## Work task
Copy, from the entries below, each line in which the string "wide" appears.

## Supplied records
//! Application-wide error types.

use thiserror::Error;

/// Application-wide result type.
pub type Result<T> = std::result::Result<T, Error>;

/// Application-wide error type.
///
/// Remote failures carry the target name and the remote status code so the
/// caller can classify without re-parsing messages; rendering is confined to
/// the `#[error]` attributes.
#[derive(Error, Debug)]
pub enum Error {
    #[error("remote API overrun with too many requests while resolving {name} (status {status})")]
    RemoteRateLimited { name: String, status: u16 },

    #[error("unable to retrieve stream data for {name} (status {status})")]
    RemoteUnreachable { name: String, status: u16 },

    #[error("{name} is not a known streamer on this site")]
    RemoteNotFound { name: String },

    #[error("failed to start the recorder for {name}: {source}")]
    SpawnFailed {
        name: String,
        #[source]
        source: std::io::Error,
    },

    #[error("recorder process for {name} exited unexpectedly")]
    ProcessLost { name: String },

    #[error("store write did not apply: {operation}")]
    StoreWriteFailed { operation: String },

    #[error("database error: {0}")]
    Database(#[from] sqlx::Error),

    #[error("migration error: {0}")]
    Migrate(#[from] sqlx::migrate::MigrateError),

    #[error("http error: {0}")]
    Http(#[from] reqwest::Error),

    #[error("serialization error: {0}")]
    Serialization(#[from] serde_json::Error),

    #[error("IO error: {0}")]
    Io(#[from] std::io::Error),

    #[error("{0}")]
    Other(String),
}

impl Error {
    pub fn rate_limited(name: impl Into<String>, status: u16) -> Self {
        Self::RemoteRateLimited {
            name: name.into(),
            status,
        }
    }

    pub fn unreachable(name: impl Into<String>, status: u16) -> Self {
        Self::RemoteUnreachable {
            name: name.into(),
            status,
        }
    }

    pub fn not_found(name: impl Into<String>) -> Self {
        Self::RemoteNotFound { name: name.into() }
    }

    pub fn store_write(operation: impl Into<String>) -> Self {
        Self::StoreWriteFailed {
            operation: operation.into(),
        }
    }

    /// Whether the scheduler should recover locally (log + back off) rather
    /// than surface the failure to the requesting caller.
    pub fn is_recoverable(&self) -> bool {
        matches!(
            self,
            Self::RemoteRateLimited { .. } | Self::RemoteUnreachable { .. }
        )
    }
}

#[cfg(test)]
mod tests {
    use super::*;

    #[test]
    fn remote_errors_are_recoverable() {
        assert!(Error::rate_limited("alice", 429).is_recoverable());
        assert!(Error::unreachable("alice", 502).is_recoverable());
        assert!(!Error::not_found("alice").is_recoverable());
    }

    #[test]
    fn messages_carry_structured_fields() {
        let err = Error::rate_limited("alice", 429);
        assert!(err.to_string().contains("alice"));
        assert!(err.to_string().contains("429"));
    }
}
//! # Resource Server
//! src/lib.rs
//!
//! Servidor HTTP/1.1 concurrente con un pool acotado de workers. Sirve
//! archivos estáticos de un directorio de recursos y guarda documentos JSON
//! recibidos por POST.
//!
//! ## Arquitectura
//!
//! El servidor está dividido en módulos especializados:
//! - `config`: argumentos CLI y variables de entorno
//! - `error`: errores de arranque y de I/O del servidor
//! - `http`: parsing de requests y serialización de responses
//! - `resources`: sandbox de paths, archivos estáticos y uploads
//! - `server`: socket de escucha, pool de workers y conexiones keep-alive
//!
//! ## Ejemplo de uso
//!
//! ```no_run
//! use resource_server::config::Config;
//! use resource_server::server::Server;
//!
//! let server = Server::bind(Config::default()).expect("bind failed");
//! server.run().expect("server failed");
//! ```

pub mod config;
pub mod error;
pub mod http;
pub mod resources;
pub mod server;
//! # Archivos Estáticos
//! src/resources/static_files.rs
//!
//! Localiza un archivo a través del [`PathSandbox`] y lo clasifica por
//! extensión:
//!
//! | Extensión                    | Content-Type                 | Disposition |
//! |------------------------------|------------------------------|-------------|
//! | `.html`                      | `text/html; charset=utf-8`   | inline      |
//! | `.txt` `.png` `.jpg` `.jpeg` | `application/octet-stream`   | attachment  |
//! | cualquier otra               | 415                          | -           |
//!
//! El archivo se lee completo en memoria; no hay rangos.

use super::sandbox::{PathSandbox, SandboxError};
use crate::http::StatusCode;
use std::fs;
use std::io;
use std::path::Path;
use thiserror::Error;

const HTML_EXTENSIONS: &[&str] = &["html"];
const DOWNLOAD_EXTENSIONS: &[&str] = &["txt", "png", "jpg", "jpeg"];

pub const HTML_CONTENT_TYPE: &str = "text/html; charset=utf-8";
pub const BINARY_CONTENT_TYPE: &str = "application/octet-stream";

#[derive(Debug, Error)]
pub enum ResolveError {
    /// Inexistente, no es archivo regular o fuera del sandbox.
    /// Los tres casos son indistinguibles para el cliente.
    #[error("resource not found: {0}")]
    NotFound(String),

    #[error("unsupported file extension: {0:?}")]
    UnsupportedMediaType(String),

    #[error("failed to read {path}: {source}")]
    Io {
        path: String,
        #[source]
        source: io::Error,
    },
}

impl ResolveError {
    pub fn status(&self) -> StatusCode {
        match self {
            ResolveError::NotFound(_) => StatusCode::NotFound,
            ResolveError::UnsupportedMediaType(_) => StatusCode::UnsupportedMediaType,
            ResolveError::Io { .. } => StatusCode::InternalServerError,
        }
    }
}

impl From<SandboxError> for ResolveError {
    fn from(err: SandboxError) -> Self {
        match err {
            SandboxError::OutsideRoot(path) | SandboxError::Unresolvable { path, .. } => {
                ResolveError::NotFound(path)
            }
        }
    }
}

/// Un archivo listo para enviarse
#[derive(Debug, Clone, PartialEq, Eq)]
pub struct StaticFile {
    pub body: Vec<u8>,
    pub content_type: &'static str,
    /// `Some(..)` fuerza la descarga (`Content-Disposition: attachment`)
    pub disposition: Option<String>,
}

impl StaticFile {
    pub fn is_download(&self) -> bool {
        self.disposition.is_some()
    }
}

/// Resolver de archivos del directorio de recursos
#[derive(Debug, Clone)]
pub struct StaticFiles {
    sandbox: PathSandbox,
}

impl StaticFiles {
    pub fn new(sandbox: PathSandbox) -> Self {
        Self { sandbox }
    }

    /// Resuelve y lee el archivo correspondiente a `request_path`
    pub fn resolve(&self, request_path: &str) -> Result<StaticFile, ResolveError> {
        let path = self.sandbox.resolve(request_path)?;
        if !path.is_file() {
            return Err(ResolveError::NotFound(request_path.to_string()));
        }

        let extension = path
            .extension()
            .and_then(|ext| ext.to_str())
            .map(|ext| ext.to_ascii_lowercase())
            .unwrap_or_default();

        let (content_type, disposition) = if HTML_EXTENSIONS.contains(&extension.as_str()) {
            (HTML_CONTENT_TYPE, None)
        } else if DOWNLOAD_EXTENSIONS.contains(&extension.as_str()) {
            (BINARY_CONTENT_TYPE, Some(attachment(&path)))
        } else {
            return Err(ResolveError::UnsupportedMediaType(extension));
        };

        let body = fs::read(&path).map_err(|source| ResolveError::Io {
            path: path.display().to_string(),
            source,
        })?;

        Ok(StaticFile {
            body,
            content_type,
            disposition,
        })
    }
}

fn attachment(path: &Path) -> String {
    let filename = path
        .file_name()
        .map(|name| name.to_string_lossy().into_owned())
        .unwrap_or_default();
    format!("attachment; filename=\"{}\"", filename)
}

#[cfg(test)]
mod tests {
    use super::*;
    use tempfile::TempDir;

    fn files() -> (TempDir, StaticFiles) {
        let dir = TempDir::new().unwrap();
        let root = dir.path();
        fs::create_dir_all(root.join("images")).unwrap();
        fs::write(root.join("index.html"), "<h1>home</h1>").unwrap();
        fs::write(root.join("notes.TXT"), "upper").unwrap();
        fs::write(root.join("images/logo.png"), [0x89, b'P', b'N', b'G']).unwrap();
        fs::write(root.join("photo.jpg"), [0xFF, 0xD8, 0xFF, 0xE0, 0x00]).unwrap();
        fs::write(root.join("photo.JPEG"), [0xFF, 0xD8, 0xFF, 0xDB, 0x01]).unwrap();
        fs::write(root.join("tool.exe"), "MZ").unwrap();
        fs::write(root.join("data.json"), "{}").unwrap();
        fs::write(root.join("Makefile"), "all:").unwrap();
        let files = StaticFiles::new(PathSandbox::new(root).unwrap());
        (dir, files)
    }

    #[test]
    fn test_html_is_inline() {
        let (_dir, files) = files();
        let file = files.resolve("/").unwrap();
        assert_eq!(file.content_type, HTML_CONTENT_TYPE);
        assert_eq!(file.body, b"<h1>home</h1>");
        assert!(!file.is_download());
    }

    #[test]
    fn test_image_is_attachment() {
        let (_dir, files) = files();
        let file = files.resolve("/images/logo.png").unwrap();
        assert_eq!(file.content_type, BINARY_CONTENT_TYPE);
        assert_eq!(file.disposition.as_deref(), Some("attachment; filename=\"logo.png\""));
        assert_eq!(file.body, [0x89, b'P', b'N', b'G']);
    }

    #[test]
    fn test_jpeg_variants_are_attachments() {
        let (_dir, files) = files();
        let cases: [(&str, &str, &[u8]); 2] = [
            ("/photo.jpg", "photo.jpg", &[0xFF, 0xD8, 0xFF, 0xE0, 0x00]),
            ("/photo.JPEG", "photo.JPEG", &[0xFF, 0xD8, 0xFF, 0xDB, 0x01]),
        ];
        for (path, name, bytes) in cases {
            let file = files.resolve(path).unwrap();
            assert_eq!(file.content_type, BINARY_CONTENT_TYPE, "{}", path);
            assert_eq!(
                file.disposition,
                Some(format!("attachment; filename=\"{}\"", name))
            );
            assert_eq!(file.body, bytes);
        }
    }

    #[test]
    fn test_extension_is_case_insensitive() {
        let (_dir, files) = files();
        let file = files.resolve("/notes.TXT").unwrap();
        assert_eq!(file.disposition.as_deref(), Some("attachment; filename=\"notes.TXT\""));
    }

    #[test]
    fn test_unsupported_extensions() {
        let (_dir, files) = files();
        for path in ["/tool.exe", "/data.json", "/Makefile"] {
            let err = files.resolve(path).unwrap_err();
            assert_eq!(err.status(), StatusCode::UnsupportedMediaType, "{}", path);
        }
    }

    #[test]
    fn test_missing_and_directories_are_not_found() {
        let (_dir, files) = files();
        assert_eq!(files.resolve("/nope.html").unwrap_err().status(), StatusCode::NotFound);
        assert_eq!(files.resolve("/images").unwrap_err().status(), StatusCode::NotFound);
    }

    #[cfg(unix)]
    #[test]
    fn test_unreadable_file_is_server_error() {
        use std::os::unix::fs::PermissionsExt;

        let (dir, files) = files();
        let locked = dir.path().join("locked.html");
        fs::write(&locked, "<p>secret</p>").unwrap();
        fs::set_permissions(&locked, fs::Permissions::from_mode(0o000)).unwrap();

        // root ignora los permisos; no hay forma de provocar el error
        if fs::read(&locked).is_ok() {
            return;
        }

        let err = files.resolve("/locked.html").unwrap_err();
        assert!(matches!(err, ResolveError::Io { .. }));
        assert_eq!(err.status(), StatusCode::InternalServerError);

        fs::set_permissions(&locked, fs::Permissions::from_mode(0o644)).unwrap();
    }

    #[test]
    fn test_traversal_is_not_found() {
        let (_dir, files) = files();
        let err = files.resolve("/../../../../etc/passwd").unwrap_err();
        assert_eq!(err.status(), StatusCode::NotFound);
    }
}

## Your solution
//! Application-wide error types.
/// Application-wide result type.
/// Application-wide error type.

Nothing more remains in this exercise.